Geschäftsführer nicht erreichbar

Der eingetragene Österreich-Geschäftsführer Alexander Walther war nicht erreichbar. Laut Medienberichten hat Parmalat anrüchige Beteiligungen nach Wien verlagert und die in der Wipplingerstraße ansässige Parmalat-Tochter gleichsam als Zwischenholding für ihr weltweites Firmennetz benützt.

Parmalat Austria ist beispielsweise zu 100 Prozent an zwei südafrikanischen Firmen beteiligt. Als die Wirtschaftsprüfer die Werthaltigkeit der Parmalat Food Industries South Africa in Zweifel zogen, verkauften die Parmalat-Chefs die südafrikanische Gesellschaft an die Wiener Tochter. In den Bilanzen von Parmalat Austria ist die südafrikanische Gesellschaft etwa mit 180 Mio. Euro bewertet.

Firma auf den Antillen

Den Berichten zufolge ist Parmalat Österreich auch Alleineigentümerin der Curcastle Corporation mit Sitz auf den Niederländischen Antillen. Über sie ist Parmalat an diversen internationalen Unternehmen beteiligt, wobei sich der Bogen von Mauritius über Mittelamerika, Malta bis hin zu den Cayman Islands und Russland spannt.

Aus den Bilanzen von Parmalat Austria ist wenig bis gar nichts abzulesen. Das Unternehmen unterliegt nur eingeschränkten Veröffentlichungspflichten, der Jahresabschluss muss auch nicht testiert werden. "Wir haben schon oft festgestellt, dass wir mit den Veröffentlichungsvorschriften nicht so wahnsinnig glücklich sind", sagte der Leiter der Abteilung Insolvenzen im Kreditschutzverband von 1870 (KSV), Hans-Georg Kantner.

Pessina in Parma vernommen

Claudio Pessina, Co-Geschäftsführer der österreichischen Parmalat-Tochter Parmalat Austria, ist am Mittwoch von den Mailänder Staatsanwälten im Justizpalast von Parma vernommen worden. Pessina war am 31. Dezember 2003 mit anderen Managern des insolventen italienischen Nahrungsmittelkonzerns verhaftet worden.
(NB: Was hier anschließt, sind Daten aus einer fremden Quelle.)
//! Recurring autoplay timer.
//!
//! The timer is a tokio task owned by an [`AutoplayTimer`] handle. Dropping
//! or stopping the handle ends the task, and every tick is checked against
//! the playback epoch the timer was started for.

use std::sync::Arc;
use std::time::Duration;

use parking_lot::Mutex;
use tokio::{
    runtime::Handle,
    sync::watch,
    task::JoinHandle,
    time::{self, Instant, MissedTickBehavior},
};
use tracing::{debug, trace};

use super::controller::SlideIndexController;

/// Shortest period a timer will run at. Shorter requests, zero included,
/// are raised to it.
pub const MIN_PERIOD: Duration = Duration::from_millis(1);

#[derive(Debug)]
pub struct AutoplayTimer {
    epoch: u64,
    period: Duration,
    stop_tx: watch::Sender<bool>,
    task: JoinHandle<()>,
}

impl AutoplayTimer {
    /// Start a timer for playback period `epoch` on `runtime`. The first tick
    /// lands one full `period` after the call. `period` is raised to
    /// [`MIN_PERIOD`] when shorter.
    pub fn spawn(
        runtime: &Handle,
        controller: Arc<Mutex<SlideIndexController>>,
        epoch: u64,
        period: Duration,
    ) -> Self {
        let period = period.max(MIN_PERIOD);
        let (stop_tx, stop_rx) = watch::channel(false);
        let task =
            runtime.spawn(autoplay_loop(controller, epoch, period, stop_rx));
        debug!(
            epoch,
            period_ms = period.as_millis() as u64,
            "autoplay timer started"
        );

        Self {
            epoch,
            period,
            stop_tx,
            task,
        }
    }

    pub fn epoch(&self) -> u64 {
        self.epoch
    }

    pub fn period(&self) -> Duration {
        self.period
    }

    pub fn is_finished(&self) -> bool {
        self.task.is_finished()
    }

    /// Stop the timer. Equivalent to dropping it.
    pub fn stop(self) {
        drop(self);
    }
}

impl Drop for AutoplayTimer {
    fn drop(&mut self) {
        let _ = self.stop_tx.send(true);
        self.task.abort();
        trace!(epoch = self.epoch, "autoplay timer released");
    }
}

async fn autoplay_loop(
    controller: Arc<Mutex<SlideIndexController>>,
    epoch: u64,
    period: Duration,
    mut stop_rx: watch::Receiver<bool>,
) {
    let mut ticker = time::interval_at(Instant::now() + period, period);
    ticker.set_missed_tick_behavior(MissedTickBehavior::Delay);

    loop {
        tokio::select! {
            biased;
            changed = stop_rx.changed() => {
                if changed.is_err() || *stop_rx.borrow() {
                    break;
                }
            }
            _ = ticker.tick() => {
                let advanced = controller.lock().tick(epoch);
                if advanced.is_none() {
                    trace!(epoch, "autoplay period ended");
                    break;
                }
            }
        }
    }
}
Nach Angaben italienischer Medien wollen die Ermittler eventuellen Verbindungen zwischen Parmalat Austria und jener Bonlat Financing Corporation auf Grand Cayman nachgehen, deren Bankguthaben von nahezu vier Mrd. Euro bei der Bank of America sich als Fälschung herausgestellt hat.
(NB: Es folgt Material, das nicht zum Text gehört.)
use std::fs;

use assert_cmd::cargo::cargo_bin_cmd;
use predicates::prelude::*;
use tempfile::TempDir;

/// Command isolated from the caller's environment and working directory.
fn showcase(dir: &TempDir) -> assert_cmd::Command {
    let mut cmd = cargo_bin_cmd!("vitrine-showcase");
    cmd.current_dir(dir.path())
        .env_remove("VITRINE_CONFIG_PATH")
        .env_remove("VITRINE_CONFIG_JSON")
        .env_remove("RUST_LOG");
    cmd
}

fn stdout_of(cmd: &mut assert_cmd::Command) -> String {
    let output = cmd.assert().success().get_output().stdout.clone();
    String::from_utf8_lossy(&output).into_owned()
}

#[test]
fn help_lists_subcommands() {
    let dir = TempDir::new().unwrap();
    let text = stdout_of(showcase(&dir).arg("--help"));
    for command in ["pages", "paginate", "carousel", "config"] {
        assert!(text.contains(command), "help missing '{command}'");
    }

    let carousel = stdout_of(showcase(&dir).args(["carousel", "--help"]));
    assert!(carousel.contains("--interval-ms"));
    assert!(carousel.contains("--infinite"));
}

#[test]
fn paginate_prints_window_and_bar() {
    let dir = TempDir::new().unwrap();
    let text = stdout_of(showcase(&dir).args([
        "paginate",
        "--current",
        "10",
        "--total",
        "50",
        "--max",
        "5",
    ]));
    let lines: Vec<&str> = text.lines().collect();
    assert_eq!(lines[0], "1 ... 8 9 10 11 12 ... 50");
    assert_eq!(lines[1], "⟨⟨ ⟨ 1 ... 8 9 [10] 11 12 ... 50 ⟩ ⟩⟩ | Go to:");
}

#[test]
fn paginate_with_no_pages_prints_an_empty_window() {
    let dir = TempDir::new().unwrap();
    let text = stdout_of(
        showcase(&dir).args(["paginate", "--current", "1", "--total", "0"]),
    );
    assert_eq!(text.lines().next(), Some(""));
}

#[test]
fn paginate_rejects_zero_window() {
    let dir = TempDir::new().unwrap();
    showcase(&dir)
        .args(["paginate", "--current", "1", "--total", "9", "--max", "0"])
        .assert()
        .failure()
        .stderr(predicate::str::contains("--max must be at least 1"));
}

#[test]
fn home_page_renders_the_store() {
    let dir = TempDir::new().unwrap();
    let text = stdout_of(showcase(&dir).args(["pages", "home"]));
    assert!(text.contains("TechStore"));
    assert!(text.contains("‹ ● ○ ○ › ⏸"), "hero carousel missing:\n{text}");
}

#[test]
fn home_page_as_json() {
    let dir = TempDir::new().unwrap();
    let text =
        stdout_of(showcase(&dir).args(["pages", "home", "--format", "json"]));
    let value: serde_json::Value =
        serde_json::from_str(&text).expect("page output is JSON");
    assert_eq!(value["page"], "home");
    assert_eq!(value["store_name"], "TechStore");
}

#[test]
fn unknown_page_fails() {
    let dir = TempDir::new().unwrap();
    showcase(&dir)
        .args(["pages", "checkout"])
        .assert()
        .failure()
        .stderr(predicate::str::contains("unknown page: checkout"));
}

#[test]
fn components_page_uses_table_config() {
    let dir = TempDir::new().unwrap();
    let path = dir.path().join("custom.toml");
    fs::write(&path, "[table]\npage_size = 10\nrow_count = 30\n").unwrap();

    showcase(&dir)
        .arg("--config")
        .arg(&path)
        .args(["pages", "components"])
        .assert()
        .success()
        .stdout(predicate::str::contains("Linear Design System Components"))
        .stdout(predicate::str::contains("Showing 1-10 of 30 items"));
}

#[test]
fn carousel_autoplay_wraps() {
    let dir = TempDir::new().unwrap();
    let text = stdout_of(showcase(&dir).args([
        "carousel",
        "--slides",
        "3",
        "--interval-ms",
        "100",
        "--ticks",
        "3",
        "--infinite",
    ]));
    let lines: Vec<&str> = text.lines().collect();
    assert_eq!(
        lines,
        [
            "‹ ● ○ ○ › ⏸",
            "tick 1: slide 2",
            "tick 2: slide 3",
            "tick 3: slide 1",
            "‹ ● ○ ○ › ▶",
        ]
    );
}

#[test]
fn carousel_rejects_short_interval() {
    let dir = TempDir::new().unwrap();
    showcase(&dir)
        .args(["carousel", "--interval-ms", "10"])
        .assert()
        .failure();
}

#[test]
fn carousel_needs_two_slides() {
    let dir = TempDir::new().unwrap();
    showcase(&dir)
        .args(["carousel", "--slides", "1"])
        .assert()
        .failure()
        .stderr(predicate::str::contains("at least two slides"));
}

#[test]
fn config_reports_defaults() {
    let dir = TempDir::new().unwrap();
    showcase(&dir)
        .arg("config")
        .assert()
        .success()
        .stdout(predicate::str::contains("source: built-in defaults"));
}

#[test]
fn config_follows_env_path_and_warns() {
    let dir = TempDir::new().unwrap();
    let path = dir.path().join("showcase.toml");
    fs::write(&path, "[pagination]\nmax_visible_pages = 6\n").unwrap();

    let text = stdout_of(
        showcase(&dir)
            .env("VITRINE_CONFIG_PATH", &path)
            .args(["config", "--print"]),
    );
    assert!(text.contains("(from $VITRINE_CONFIG_PATH)"), "{text}");
    assert!(text.contains("max_visible_pages (6) is even"), "{text}");
    assert!(text.contains("max_visible_pages = 6"), "{text}");
}

#[test]
fn config_prints_json() {
    let dir = TempDir::new().unwrap();
    let text = stdout_of(showcase(&dir).args([
        "config",
        "--print",
        "--format",
        "json",
    ]));
    let json = text
        .split_once('\n')
        .map(|(_, rest)| rest)
        .expect("source line precedes the document");
    let value: serde_json::Value = serde_json::from_str(json).unwrap();
    assert_eq!(value["carousel"]["autoplay_interval_ms"], 3000);
}

#[test]
fn invalid_config_is_reported() {
    let dir = TempDir::new().unwrap();
    let path = dir.path().join("bad.toml");
    fs::write(&path, "[carousel]\nautoplay_interval_ms = 10\n").unwrap();

    showcase(&dir)
        .arg("--config")
        .arg(&path)
        .arg("config")
        .assert()
        .failure()
        .stderr(predicate::str::contains("failed to load configuration"));
}

#[test]
fn config_warning_is_logged_once() {
    let dir = TempDir::new().unwrap();
    let path = dir.path().join("showcase.toml");
    fs::write(&path, "[pagination]\nmax_visible_pages = 6\n").unwrap();

    let output = showcase(&dir)
        .arg("--config")
        .arg(&path)
        .args(["paginate", "--current", "1", "--total", "3"])
        .assert()
        .success()
        .get_output()
        .stderr
        .clone();
    let log = String::from_utf8_lossy(&output);
    assert_eq!(log.matches("configuration warning").count(), 1, "{log}");
    assert_eq!(log.matches("configuration loaded").count(), 1, "{log}");
}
Parmalat Austria hält mit 25 Prozent plus einer Aktie eine Sperrminorität am niederösterreichischen Molkereikonzern NÖM. Die NÖM wartet ebenso wie zahlreiche andere Molkereien in Österreich auf Geld aus Italien.

Tonna kooperiert

Der Ex-Finanzchef der Gruppe, Fausto Tonna, wurde unterdessen am Mittwoch erneut fünf Stunden lang vernommen. Die Staatsanwälte lobten die Zusammenarbeit des skandalumwitterten Managers mit der Justiz. "Tonnas Informationen über die Bilanzbücher und die Gesellschaften der Gruppe sind für das Team von (Parmalats Insolvenzkommissar) Enrico Bondi sehr wichtig", betonte die Mailänder Staatsanwältin Antonella Ioffredi, nach Angaben italienischer Medien.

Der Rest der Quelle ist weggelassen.